米情報当局、UFO存在を公に認める

 日本のマスメディアではほとんど報道しなかったが、2021年6月25日米情報当局は、長く待ち望まれていた未確認飛行物体(UFO)に関する報告書を公表している。これまでUFOの存在さえ公に認めてこなかった米国が、存在を映像とともに認めたことに大きな意義があった。

 報告書では、その正体は分からないものの、今回の文書公開は、海軍パイロットらによるUFOの目撃情報は正当な検証に値すると米政府が公的に認めたほぼ初の例となった。

 報告書では、米政府が「未確認飛行現象(UAP)」と呼ぶ事案144件を調査。そのうち調査員に説明可能だったのは1件のみにとどまった。その1件は「空気の抜けていく巨大な風船」であり、他のケースに関しては依然、説明がついていない」としている。

 調査員は地球外生命体の存在や、ロシアや中国のような主要敵国による技術的進展を示す証拠は発見できなかったが、そうした可能性も十分にありうることを認めた。

 UFOの目的は?

 米国政府がようやく「UFO・未確認飛行物体が存在する」ことを公に認めたことに意義があるが、もうそんなことは、現代だけでなく、50年以上前からも言われていたことであり、古代の文献にも残されていることでもある。今回の公表では物足りないと感じるのは私だけであろうか?

 というのは万一、宇宙人が飛来して来ているとしたら「何の目的で?」というのが次の問題になる。

 人類の見えない所で何か計画が進行していたら、取り返しのつかないことになっていることも十分に考えられ、これに対して知りませんでしたで済ませていいのかという問題がある。

 もう少し、地球で起きていることと宇宙人が飛来していることと関連づけて考えるべきではないだろうか。

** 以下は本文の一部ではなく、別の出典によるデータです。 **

//! Canonical text rendering of a [`Journal`].

use crate::ast::*;
use crate::error::{Error, Result};
use std::fmt::Write;

const DATE_WIDTH: usize = 10;

/// Formatting knobs. The defaults match Fava's layout.
#[derive(Clone, Debug, PartialEq, Eq)]
pub struct PrinterConfig {
    /// 1-based column where commodities of balances, prices and postings
    /// should start.
    pub currency_column: usize,
    /// One level of indentation, spaces and tabs only.
    pub indentation: String,
    /// No blank line after a transaction's postings.
    pub compact: bool,
}

impl Default for PrinterConfig {
    fn default() -> Self {
        Self {
            currency_column: 61,
            indentation: "  ".into(),
            compact: false,
        }
    }
}

impl PrinterConfig {
    pub fn builder() -> PrinterConfigBuilder {
        PrinterConfigBuilder::default()
    }

    pub fn validate(&self) -> Result<()> {
        if self.indentation.is_empty() {
            return Err(Error::InvalidState(
                "the indentation sequence must be nonempty whitespace".into(),
            ));
        }
        if !self.indentation.chars().all(|c| c == ' ' || c == '\t') {
            return Err(Error::InvalidState(format!(
                "the indentation sequence must be composed of spaces and/or tabs, got {:?}",
                self.indentation
            )));
        }
        Ok(())
    }
}

#[derive(Clone, Debug, Default)]
pub struct PrinterConfigBuilder {
    config: PrinterConfig,
}

impl PrinterConfigBuilder {
    pub fn currency_column(mut self, column: usize) -> Self {
        self.config.currency_column = column;
        self
    }

    pub fn indentation(mut self, indentation: impl Into<String>) -> Self {
        self.config.indentation = indentation.into();
        self
    }

    pub fn compact(mut self, compact: bool) -> Self {
        self.config.compact = compact;
        self
    }

    pub fn build(self) -> Result<PrinterConfig> {
        self.config.validate()?;
        Ok(self.config)
    }
}

/// Renders journals with a fixed configuration. Holds no per-call state, so
/// one printer can serve several threads.
#[derive(Clone, Debug, Default)]
pub struct Printer {
    config: PrinterConfig,
}

impl Printer {
    pub fn new(config: PrinterConfig) -> Result<Self> {
        config.validate()?;
        Ok(Self { config })
    }

    pub fn config(&self) -> &PrinterConfig {
        &self.config
    }

    pub fn print(&self, journal: &Journal) -> Result<String> {
        let mut state = State::new(&self.config);
        let declarations = journal.declarations();

        for (i, declaration) in declarations.iter().enumerate() {
            let before_blank = declarations
                .get(i + 1)
                .map_or(false, JournalDeclaration::is_eol);
            state.declaration(declaration, before_blank)?;
        }

        Ok(state.out)
    }
}

/// Prints with the default configuration.
pub fn print(journal: &Journal) -> Result<String> {
    Printer::default().print(journal)
}

struct State<'c> {
    config: &'c PrinterConfig,
    out: String,
    nesting: usize,
    indents: Vec<String>,
}

fn quoted(s: &str) -> String {
    format!("\"{}\"", s.replace('\\', "\\\\").replace('"', "\\\""))
}

fn date(date: &chrono::NaiveDate) -> String {
    date.format("%Y-%m-%d").to_string()
}

/// Width given to a right aligned amount so the commodity lands on the
/// configured column, never less than one.
fn amount_width(column: usize, used: usize) -> usize {
    column.saturating_sub(used).max(1)
}

fn scalar(value: &ScalarValue) -> String {
    match value {
        ScalarValue::Account(account) => account.to_string(),
        ScalarValue::Expression(expression) => expression.to_string(),
        ScalarValue::Boolean(true) => "TRUE".into(),
        ScalarValue::Boolean(false) => "FALSE".into(),
        ScalarValue::Commodity(commodity) => commodity.to_string(),
        ScalarValue::Date(d) => date(d),
        ScalarValue::Link(link) => format!("^{}", link),
        ScalarValue::Nil => "NULL".into(),
        ScalarValue::String(s) => quoted(s),
        ScalarValue::Tag(tag) => format!("#{}", tag),
    }
}

fn value(value: &MetadataValue) -> String {
    match value {
        MetadataValue::Scalar(s) => scalar(s),
        MetadataValue::Amount(amount) => amount.to_string(),
    }
}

 ちょっとしたイデオロギーの違いで、アフガニスタンでテロを起こしたり、戦争をしている場合ではないと思う。我々人類はもっと何かしなければならないのではないか?

 UFO説、もう笑えない

 これまで「UFOを見た」というと「非科学的だ」...と一笑に付されたり、精神異常を疑われたりした、マスメディアによる文化が長く続いてきたが、2021年7月22日付日本経済新聞は、オピニオンページに「UFO説、もう笑えない」というタイトルの記事を掲載している。

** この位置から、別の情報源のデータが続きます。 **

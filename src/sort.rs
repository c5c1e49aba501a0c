//! Date ordering of transaction-only journals.

use crate::ast::{
    CustomDirective, Directive, Journal, JournalDeclaration, MetadataValue, ScalarValue,
};
use crate::error::{Error, Result};
use tracing::debug;

/// `custom "fava-option" "insert-entry" <pattern>`, the marker Fava uses to
/// place new entries.
fn is_insert_entry(custom: &CustomDirective) -> bool {
    let values = custom.values();
    custom.name() == "fava-option"
        && values.len() == 2
        && matches!(
            values.first(),
            Some(MetadataValue::Scalar(ScalarValue::String(s))) if s == "insert-entry"
        )
}

/// Reorders transactions (and insert-entry markers) by ascending date,
/// keeping the original order between equal dates. Blank lines are dropped;
/// any other declaration is refused before anything is reordered.
pub fn sort(journal: Journal) -> Result<Journal> {
    let mut entries = Vec::with_capacity(journal.len());

    for declaration in journal.declarations() {
        match declaration {
            JournalDeclaration::Eol(_) => continue,
            JournalDeclaration::Directive(directive @ Directive::Transaction(_)) => {
                entries.push(directive.clone())
            }
            JournalDeclaration::Directive(directive @ Directive::Custom(custom))
                if is_insert_entry(custom) =>
            {
                entries.push(directive.clone())
            }
            other => {
                return Err(Error::Unsortable {
                    location: other.location().clone(),
                    kind: other.type_name(),
                })
            }
        }
    }

    entries.sort_by_key(|directive| *directive.date());
    debug!(entries = entries.len(), "sorted journal");

    Ok(journal.transform(|draft| {
        draft.declarations = entries.into_iter().map(JournalDeclaration::from).collect()
    }))
}
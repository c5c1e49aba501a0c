use super::directives::{Directive, Posting, POSTINGS};
use super::journal::{Journal, JournalDeclaration, DECLARATIONS};
use super::location::SourceLocation;
use super::{AstNode, NamedChildren};
use crate::error::Result;
use std::fmt;

/// Any node the rewrite engine can hold.
#[derive(Clone, Debug, PartialEq)]
pub enum Node {
    Journal(Journal),
    Declaration(JournalDeclaration),
    Posting(Posting),
}

/// Shape of a node as far as child lists are concerned.
#[derive(Clone, Copy, Debug, PartialEq, Eq, Hash)]
pub enum NodeKind {
    Journal,
    Declaration,
    Posting,
}

impl fmt::Display for NodeKind {
    fn fmt(&self, f: &mut fmt::Formatter<'_>) -> fmt::Result {
        match self {
            NodeKind::Journal => f.write_str("journal"),
            NodeKind::Declaration => f.write_str("declaration"),
            NodeKind::Posting => f.write_str("posting"),
        }
    }
}

impl Node {
    pub fn kind(&self) -> NodeKind {
        match self {
            Node::Journal(_) => NodeKind::Journal,
            Node::Declaration(_) => NodeKind::Declaration,
            Node::Posting(_) => NodeKind::Posting,
        }
    }

    pub fn location(&self) -> &SourceLocation {
        match self {
            Node::Journal(j) => j.location(),
            Node::Declaration(d) => d.location(),
            Node::Posting(p) => p.location(),
        }
    }

    pub fn type_name(&self) -> &'static str {
        match self {
            Node::Journal(_) => "Journal",
            Node::Declaration(d) => d.type_name(),
            Node::Posting(_) => "Posting",
        }
    }

    /// Kind of node stored under `field`, if this node has such a field.
    pub fn child_kind(&self, field: &str) -> Option<NodeKind> {
        match (self, field) {
            (Node::Journal(_), DECLARATIONS) => Some(NodeKind::Declaration),
            (
                Node::Declaration(JournalDeclaration::Directive(Directive::Transaction(_))),
                POSTINGS,
            ) => Some(NodeKind::Posting),
            _ => None,
        }
    }

    pub fn into_journal(self) -> Option<Journal> {
        match self {
            Node::Journal(journal) => Some(journal),
            _ => None,
        }
    }
}

impl AstNode for Node {
    fn named_children(&self) -> NamedChildren {
        match self {
            Node::Journal(j) => j.named_children(),
            Node::Declaration(d) => d.named_children(),
            Node::Posting(p) => p.named_children(),
        }
    }

    fn with_new_children(&self, children: NamedChildren) -> Result<Self> {
        Ok(match self {
            Node::Journal(j) => Node::Journal(j.with_new_children(children)?),
            Node::Declaration(d) => Node::Declaration(d.with_new_children(children)?),
            Node::Posting(p) => Node::Posting(p.with_new_children(children)?),
        })
    }
}

impl From<Journal> for Node {
    fn from(journal: Journal) -> Self {
        Node::Journal(journal)
    }
}

impl From<JournalDeclaration> for Node {
    fn from(declaration: JournalDeclaration) -> Self {
        Node::Declaration(declaration)
    }
}

impl From<Posting> for Node {
    fn from(posting: Posting) -> Self {
        Node::Posting(posting)
    }
}
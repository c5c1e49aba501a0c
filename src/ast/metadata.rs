use super::journal::Comment;
use super::values::{MetadataValue, ScalarValue};

/// `key: value` line under a directive or posting. A key may carry no value.
#[derive(Clone, Debug, PartialEq)]
pub struct MetadataItem {
    pub key: String,
    pub value: Option<MetadataValue>,
}

impl MetadataItem {
    pub fn new(key: impl Into<String>, value: Option<MetadataValue>) -> Self {
        Self {
            key: key.into(),
            value,
        }
    }

    /// Shorthand for an item holding a string value.
    pub fn string(key: impl Into<String>, value: impl Into<String>) -> Self {
        Self::new(
            key,
            Some(MetadataValue::Scalar(ScalarValue::String(value.into()))),
        )
    }
}

#[derive(Clone, Debug, PartialEq)]
pub enum MetadataLine {
    Item(MetadataItem),
    Tag(String),
    Link(String),
    Comment(Comment),
}

impl From<MetadataItem> for MetadataLine {
    fn from(item: MetadataItem) -> Self {
        MetadataLine::Item(item)
    }
}

/// Ordered metadata block. Line order is kept as written.
#[derive(Clone, Debug, Default, PartialEq)]
pub struct Metadata {
    lines: Vec<MetadataLine>,
}

impl Metadata {
    pub fn new(lines: Vec<MetadataLine>) -> Self {
        Self { lines }
    }

    pub fn lines(&self) -> &[MetadataLine] {
        &self.lines
    }

    pub fn is_empty(&self) -> bool {
        self.lines.is_empty()
    }

    pub fn items(&self) -> impl Iterator<Item = &MetadataItem> {
        self.lines.iter().filter_map(|line| match line {
            MetadataLine::Item(item) => Some(item),
            _ => None,
        })
    }

    pub fn has_key(&self, key: &str) -> bool {
        self.get(key).is_some()
    }

    /// First item stored under `key`.
    pub fn get(&self, key: &str) -> Option<&MetadataItem> {
        self.items().find(|item| item.key == key)
    }

    pub fn with_lines_at_start(&self, lines: impl IntoIterator<Item = MetadataLine>) -> Metadata {
        let mut merged: Vec<MetadataLine> = lines.into_iter().collect();
        merged.extend(self.lines.iter().cloned());
        Metadata::new(merged)
    }

    pub fn with_lines_at_end(&self, lines: impl IntoIterator<Item = MetadataLine>) -> Metadata {
        let mut merged = self.lines.clone();
        merged.extend(lines);
        Metadata::new(merged)
    }
}

impl From<Vec<MetadataLine>> for Metadata {
    fn from(lines: Vec<MetadataLine>) -> Self {
        Metadata::new(lines)
    }
}

impl FromIterator<MetadataLine> for Metadata {
    fn from_iter<I: IntoIterator<Item = MetadataLine>>(iter: I) -> Self {
        Metadata::new(iter.into_iter().collect())
    }
}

 執筆者である同社コメンテーターの秋田浩之氏は、記事の冒頭で、「主要国は安全保障上の問題として、真剣にこのテーマに向き合うときにきている」と指摘した。

 米国家情報長官室が6月25日に公開したUFOに関する報告書について、主に米軍が目撃した144件のうち、143件の正体は分からなかったと紹介し、「米国では、国家安全保障の重要な問題になりつつある」と述べてた。

 米政府や米軍は、「地球上の国家や集団がUFOを飛ばしている可能性」を懸念しており、「『米政府、米産業界』が開発中の物体である可能性」もあるとした上で、宇宙人説も完全には排除していないと説明した。

 最後に、「UFOの陰謀論をあおるような言動を、政治家やメディアが厳に慎むべきであることは当然だ。だが、米政府が報告書を出した以上、UFO問題の議論をタブー視する時代は終わりを告げた」と記事を締めくくっている。

 日経新聞が「UFO説、もう笑えない」というタイトルの記事を掲載したこと自体に、ようやく時代の変化を感じるが、私には「遅すぎる」と感じる。

 現代の天動説「宇宙人不在説」に挑戦

 非科学的・オカルトなどとされた「UFO」問題について、科学界でもようやく変化が起きている。

 米ハーバード・スミソニアン天体物理学センターの著名天文学者エイブラハム・ローブ博士率いる国際チームがこのほど、UFOなど地球外生命体の痕跡を探す「ガリレオ・プロジェクト」を発表し、話題となっている。

 ローブ博士はハーバード天文学科の学科長を最も長い間つとめ、同大学のブラックホール・イニシアチブや全米アカデミーの物理学・天文学委員会議長を歴任するなど、世界を代表する理論物理学者だ。

 同氏は2018年、ハワイの天文台が2017年に発見していた太陽系外から飛来した天体「オウムアムア」について、「地球外生命体の探査機ではないか」という論文を発表。

 それ以来、学術界の動揺の眼差しや批判を受けながらも、「暗黒物質や多元的宇宙の追究といった理論物理学の推論に比べれば、地球外生命を探索するほうがはるかに常識に近い」と訴えてきた。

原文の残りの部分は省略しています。